_Task details_
Present the lines below again, exactly as they stand.

_Data provided_

// SPDX-FileCopyrightText: 2026 Phoenix R&D GmbH <hello@phnx.im>
//
// SPDX-License-Identifier: AGPL-3.0-or-later

//! Editing the list sections of a PRD.
//!
//! Lists are always written as a whole, so both helpers return an update replacing the list.

use hbcoreclient::{Prd, PrdListField, PrdUpdate};

/// Appends an empty item to `field`.
pub fn add_list_item(prd: &Prd, field: PrdListField) -> PrdUpdate {
    let mut items = prd.list(field).to_vec();
    items.push(String::new());
    PrdUpdate::with_list(field, items)
}

/// Replaces the item at `index` of `field`. An index out of range leaves the list unchanged.
pub fn update_list_item(
    prd: &Prd,
    field: PrdListField,
    index: usize,
    value: impl Into<String>,
) -> PrdUpdate {
    let mut items = prd.list(field).to_vec();
    if let Some(item) = items.get_mut(index) {
        *item = value.into();
    }
    PrdUpdate::with_list(field, items)
}
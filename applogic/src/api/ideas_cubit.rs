// SPDX-FileCopyrightText: 2026 Phoenix R&D GmbH <hello@phnx.im>
//
// SPDX-License-Identifier: AGPL-3.0-or-later

//! Idea bank feature: the list of ideas with search and status filter

use std::sync::Arc;

use hbcoreclient::{CoreClient, DataService, Idea, IdeaStatus, StoreEntityId, StoreNotification};
use tokio::sync::watch;
use tokio_stream::{Stream, wrappers::WatchStream};
use tokio_util::sync::CancellationToken;

use crate::{
    store::IdeaBankStore,
    util::{CubitContext, CubitCore, spawn_store_notifications_loop},
};

#[derive(Debug, Clone, Default, PartialEq, Eq, Hash)]
pub struct IdeaFilter {
    /// Matched case-insensitively against title and description.
    pub search: String,
    /// `None` shows all statuses.
    pub status: Option<IdeaStatus>,
}

impl IdeaFilter {
    pub fn matches(&self, idea: &Idea) -> bool {
        if self.status.is_some_and(|status| status != idea.status) {
            return false;
        }
        let search = self.search.trim().to_lowercase();
        search.is_empty()
            || idea.title.to_lowercase().contains(&search)
            || idea.description.to_lowercase().contains(&search)
    }
}

#[derive(Debug, Clone, Default, PartialEq, Eq)]
pub struct IdeasState {
    pub filter: IdeaFilter,
    /// The ideas matching the filter, newest first.
    pub ideas: Vec<Idea>,
}

pub struct IdeasCubit<D: DataService> {
    core: CubitCore<IdeasState>,
    context: IdeasContext<CoreClient<D>>,
}

impl<D: DataService> IdeasCubit<D> {
    /// Must be called within a Tokio runtime.
    pub fn new(client: &CoreClient<D>) -> Self {
        let core = CubitCore::new();
        let context = IdeasContext::new(client.clone(), core.state_tx().clone());
        context.spawn(client.subscribe(), core.cancellation_token().clone());
        Self { core, context }
    }

    pub fn is_closed(&self) -> bool {
        self.core.is_closed()
    }

    pub fn close(&mut self) {
        self.core.close();
    }

    pub fn state(&self) -> IdeasState {
        self.core.state()
    }

    pub fn stream(&self) -> WatchStream<IdeasState> {
        self.core.stream()
    }

    pub fn set_search(&self, search: impl Into<String>) {
        self.context.set_filter(|filter| filter.search = search.into());
    }

    pub fn set_status_filter(&self, status: Option<IdeaStatus>) {
        self.context.set_filter(|filter| filter.status = status);
    }
}

#[derive(Clone)]
struct IdeasContext<S> {
    store: S,
    state_tx: watch::Sender<IdeasState>,
}

impl<S: IdeaBankStore + Clone> IdeasContext<S> {
    fn new(store: S, state_tx: watch::Sender<IdeasState>) -> Self {
        Self { store, state_tx }
    }

    fn spawn(
        &self,
        store_notifications: impl Stream<Item = Arc<StoreNotification>> + Send + Unpin + 'static,
        stop: CancellationToken,
    ) {
        self.load_and_emit_state();
        spawn_store_notifications_loop(self.clone(), store_notifications, stop);
    }
}

impl<S: IdeaBankStore> IdeasContext<S> {
    fn set_filter(&self, f: impl FnOnce(&mut IdeaFilter)) {
        self.state_tx.send_modify(|state| f(&mut state.filter));
        self.load_and_emit_state();
    }
}

impl<S: IdeaBankStore> CubitContext for IdeasContext<S> {
    fn load_and_emit_state(&self) {
        let filter = self.state_tx.borrow().filter.clone();
        let mut ideas = self.store.ideas();
        ideas.retain(|idea| filter.matches(idea));
        self.state_tx.send_modify(|state| state.ideas = ideas);
    }

    fn is_affected_by(&self, notification: &StoreNotification) -> bool {
        notification
            .ops
            .iter()
            .any(|(id, op)| matches!(id, StoreEntityId::Idea(_)) && !op.is_empty())
    }
}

_Task answer_
// SPDX-FileCopyrightText: 2026 Phoenix R&D GmbH <hello@phnx.im>
//
// SPDX-License-Identifier: AGPL-3.0-or-later

//! Editing the list sections of a PRD.
//!
//! Lists are always written as a whole, so both helpers return an update replacing the list.

use hbcoreclient::{Prd, PrdListField, PrdUpdate};

/// Appends an empty item to `field`.
pub fn add_list_item(prd: &Prd, field: PrdListField) -> PrdUpdate {
    let mut items = prd.list(field).to_vec();
    items.push(String::new());
    PrdUpdate::with_list(field, items)
}

/// Replaces the item at `index` of `field`. An index out of range leaves the list unchanged.
pub fn update_list_item(
    prd: &Prd,
    field: PrdListField,
    index: usize,
    value: impl Into<String>,
) -> PrdUpdate {
    let mut items = prd.list(field).to_vec();
    if let Some(item) = items.get_mut(index) {
        *item = value.into();
    }
    PrdUpdate::with_list(field, items)
}
filename applogic/src/api/ideas_cubit.rs
// SPDX-FileCopyrightText: 2026 Phoenix R&D GmbH <hello@phnx.im>
//
// SPDX-License-Identifier: AGPL-3.0-or-later

//! Idea bank feature: the list of ideas with search and status filter

use std::sync::Arc;

use hbcoreclient::{CoreClient, DataService, Idea, IdeaStatus, StoreEntityId, StoreNotification};
use tokio::sync::watch;
use tokio_stream::{Stream, wrappers::WatchStream};
use tokio_util::sync::CancellationToken;

use crate::{
    store::IdeaBankStore,
    util::{CubitContext, CubitCore, spawn_store_notifications_loop},
};

#[derive(Debug, Clone, Default, PartialEq, Eq, Hash)]
pub struct IdeaFilter {
    /// Matched case-insensitively against title and description.
    pub search: String,
    /// `None` shows all statuses.
    pub status: Option<IdeaStatus>,
}

impl IdeaFilter {
    pub fn matches(&self, idea: &Idea) -> bool {
        if self.status.is_some_and(|status| status != idea.status) {
            return false;
        }
        let search = self.search.trim().to_lowercase();
        search.is_empty()
            || idea.title.to_lowercase().contains(&search)
            || idea.description.to_lowercase().contains(&search)
    }
}

#[derive(Debug, Clone, Default, PartialEq, Eq)]
pub struct IdeasState {
    pub filter: IdeaFilter,
    /// The ideas matching the filter, newest first.
    pub ideas: Vec<Idea>,
}

pub struct IdeasCubit<D: DataService> {
    core: CubitCore<IdeasState>,
    context: IdeasContext<CoreClient<D>>,
}

impl<D: DataService> IdeasCubit<D> {
    /// Must be called within a Tokio runtime.
    pub fn new(client: &CoreClient<D>) -> Self {
        let core = CubitCore::new();
        let context = IdeasContext::new(client.clone(), core.state_tx().clone());
        context.spawn(client.subscribe(), core.cancellation_token().clone());
        Self { core, context }
    }

    pub fn is_closed(&self) -> bool {
        self.core.is_closed()
    }

    pub fn close(&mut self) {
        self.core.close();
    }

    pub fn state(&self) -> IdeasState {
        self.core.state()
    }

    pub fn stream(&self) -> WatchStream<IdeasState> {
        self.core.stream()
    }

    pub fn set_search(&self, search: impl Into<String>) {
        self.context.set_filter(|filter| filter.search = search.into());
    }

    pub fn set_status_filter(&self, status: Option<IdeaStatus>) {
        self.context.set_filter(|filter| filter.status = status);
    }
}

#[derive(Clone)]
struct IdeasContext<S> {
    store: S,
    state_tx: watch::Sender<IdeasState>,
}

impl<S: IdeaBankStore + Clone> IdeasContext<S> {
    fn new(store: S, state_tx: watch::Sender<IdeasState>) -> Self {
        Self { store, state_tx }
    }

    fn spawn(
        &self,
        store_notifications: impl Stream<Item = Arc<StoreNotification>> + Send + Unpin + 'static,
        stop: CancellationToken,
    ) {
        self.load_and_emit_state();
        spawn_store_notifications_loop(self.clone(), store_notifications, stop);
    }
}

impl<S: IdeaBankStore> IdeasContext<S> {
    fn set_filter(&self, f: impl FnOnce(&mut IdeaFilter)) {
        self.state_tx.send_modify(|state| f(&mut state.filter));
        self.load_and_emit_state();
    }
}

impl<S: IdeaBankStore> CubitContext for IdeasContext<S> {
    fn load_and_emit_state(&self) {
        let filter = self.state_tx.borrow().filter.clone();
        let mut ideas = self.store.ideas();
        ideas.retain(|idea| filter.matches(idea));
        self.state_tx.send_modify(|state| state.ideas = ideas);
    }

    fn is_affected_by(&self, notification: &StoreNotification) -> bool {
        notification
            .ops
            .iter()
            .any(|(id, op)| matches!(id, StoreEntityId::Idea(_)) && !op.is_empty())
    }
}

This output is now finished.